First Author  Chen L Year  2022
Journal  Elife Volume  11
PubMed ID  35775627 Mgi Jnum  J:347565
Mgi Id  MGI:7313890 Doi  10.7554/eLife.78055
Citation  Chen L, et al. (2022) Synaptic location is a determinant of the detrimental effects of alpha-synuclein pathology to glutamatergic transmission in the basolateral amygdala. Elife 11:e78055
abstractText  The presynaptic protein alpha-synuclein (alphaSyn) has been suggested to be involved in the pathogenesis of Parkinson's disease (PD). In PD, the amygdala is prone to develop insoluble alphaSyn aggregates, and it has been suggested that circuit dysfunction involving the amygdala contributes to the psychiatric symptoms. Yet, how alphaSyn aggregates affect amygdala function is unknown. In this study, we examined alphaSyn in glutamatergic axon terminals and the impact of its aggregation on glutamatergic transmission in the basolateral amygdala (BLA). We found that alphaSyn is primarily present in the vesicular glutamate transporter 1-expressing (vGluT1(+)) terminals in the mouse BLA, which is consistent with higher levels of alphaSyn expression in vGluT1(+) glutamatergic neurons in the cerebral cortex relative to the vGluT2(+) glutamatergic neurons in the thalamus.
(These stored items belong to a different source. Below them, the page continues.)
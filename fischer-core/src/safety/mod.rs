//! Safety monitoring
//!
//! Decides when a running motor has reached a boundary and must stop.

pub mod monitor;

pub use monitor::{BoundaryMonitor, BoundaryStatus, DEFAULT_POLL_INTERVAL_MS};
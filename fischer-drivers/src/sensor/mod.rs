//! Sensor implementations
//!
//! - Limit switch: level-read boundary contact
//! - Rotation sensor: rising-edge pulse counter

pub mod limit;
pub mod rotation;

pub use limit::LimitSwitch;
pub use rotation::{RotationSensor, SensorError};
//! Console commands
//!
//! One command per line. Axes are named by their 1-based number or by the
//! configured name:
//!
//! ```text
//! cw <axis>       clockwise, toward the limit switch
//! ccw <axis>      counterclockwise, away from it
//! stop [<axis>]   stop one axis, or all of them
//! reset <axis>    zero the rotation count
//! home            drive every axis to its limit switch
//! status          print every axis
//! quit            stop everything and exit
//! ```

use thiserror::Error;

/// Usage line printed for unrecognized input
pub const HELP: &str = "commands: cw <axis> | ccw <axis> | stop [<axis>] | reset <axis> | home | status | quit";

/// One parsed console line
#[derive(Debug, Clone, PartialEq, Eq)]
pub enum Command {
    /// Drive clockwise
    Clockwise(String),
    /// Drive counterclockwise
    CounterClockwise(String),
    /// Stop one axis, or every axis when `None`
    Stop(Option<String>),
    /// Zero the rotation count
    Reset(String),
    /// Home every axis
    Home,
    /// Print status
    Status,
    /// Exit
    Quit,
}

/// Reasons a line is not a command
#[derive(Debug, Clone, PartialEq, Eq, Error)]
pub enum ParseError {
    /// Blank line
    #[error("empty command")]
    Empty,
    /// First word not recognized
    #[error("unknown command {0:?}")]
    Unknown(String),
    /// Command needs an axis
    #[error("{0} needs an axis")]
    MissingAxis(&'static str),
    /// Extra words after the command
    #[error("unexpected argument {0:?}")]
    Trailing(String),
}

impl Command {
    /// Parse one line of console input
    pub fn parse(line: &str) -> Result<Self, ParseError> {
        let mut words = line.split_whitespace();
        let verb = words.next().ok_or(ParseError::Empty)?;
        let arg = words.next().map(str::to_owned);
        if let Some(extra) = words.next() {
            return Err(ParseError::Trailing(extra.to_owned()));
        }

        let axis = |name| arg.clone().ok_or(ParseError::MissingAxis(name));
        let command = match verb.to_ascii_lowercase().as_str() {
            "cw" | "clockwise" => Command::Clockwise(axis("cw")?),
            "ccw" | "counterclockwise" => Command::CounterClockwise(axis("ccw")?),
            "reset" => Command::Reset(axis("reset")?),
            "stop" => return Ok(Command::Stop(arg)),
            "home" => Command::Home,
            "status" | "s" => Command::Status,
            "quit" | "exit" | "q" => Command::Quit,
            other => return Err(ParseError::Unknown(other.to_owned())),
        };

        match (&command, arg) {
            (Command::Home | Command::Status | Command::Quit, Some(extra)) => {
                Err(ParseError::Trailing(extra))
            }
            _ => Ok(command),
        }
    }
}
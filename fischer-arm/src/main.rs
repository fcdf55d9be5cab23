//! Fischer robot arm controller
//!
//! Brings up the four axes on the Pi's GPIO header and serves the control
//! console on stdin/stdout. An optional first argument names a TOML wiring
//! table; without it the embedded `arm.toml` is used.

#![deny(unsafe_code)]

mod command;
mod config;
mod console;
mod status;

use std::env;
use std::io;
use std::path::PathBuf;
use std::sync::Arc;
use std::time::Duration;

use anyhow::{Context, Result};
use fischer_drivers::Robot;
use fischer_hal_rpi::RpiGpio;
use tracing::info;
use tracing_subscriber::EnvFilter;

use crate::status::StatusReporter;

fn main() -> Result<()> {
    tracing_subscriber::fmt()
        .with_env_filter(
            EnvFilter::try_from_default_env().unwrap_or_else(|_| EnvFilter::new("info")),
        )
        .with_writer(io::stderr)
        .init();

    info!("Fischer arm v{}", env!("CARGO_PKG_VERSION"));

    let path = env::args_os().nth(1).map(PathBuf::from);
    let config = config::load(path.as_deref()).context("Failed to load configuration")?;

    let gpio = RpiGpio::new().context("Failed to initialize GPIO")?;
    let robot = Arc::new(Robot::new(gpio, &config).context("Failed to bring up the arm")?);
    info!("Arm ready: {} axes", robot.len());

    let reporter = StatusReporter::spawn(
        robot.clone(),
        Duration::from_millis(config.status_interval_ms),
    )
    .context("Failed to start status reporter")?;

    let served = console::run(&robot, io::stdin().lock(), io::stdout().lock());

    reporter.shutdown();
    robot.shutdown().context("Shutdown incomplete")?;
    served.context("Console I/O failed")?;

    info!("Bye");
    Ok(())
}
We found that alphaSyn aggregation selectively decreased the cortico-BLA, but not the thalamo-BLA, transmission; and that cortico-BLA synapses displayed enhanced short-term depression upon repetitive stimulation. In addition, using confocal microscopy, we found that vGluT1(+) axon terminals exhibited decreased levels of soluble alphaSyn, which suggests that lower levels of soluble alphaSyn might underlie the enhanced short-term depression of cortico-BLA synapses. In agreement with this idea, we found that cortico-BLA synaptic depression was also enhanced in alphaSyn knockout mice. In conclusion, both basal and dynamic cortico-BLA transmission were disrupted by abnormal aggregation of alphaSyn and these changes might be relevant to the perturbed cortical control of the amygdala that has been suggested to play a role in psychiatric symptoms in PD.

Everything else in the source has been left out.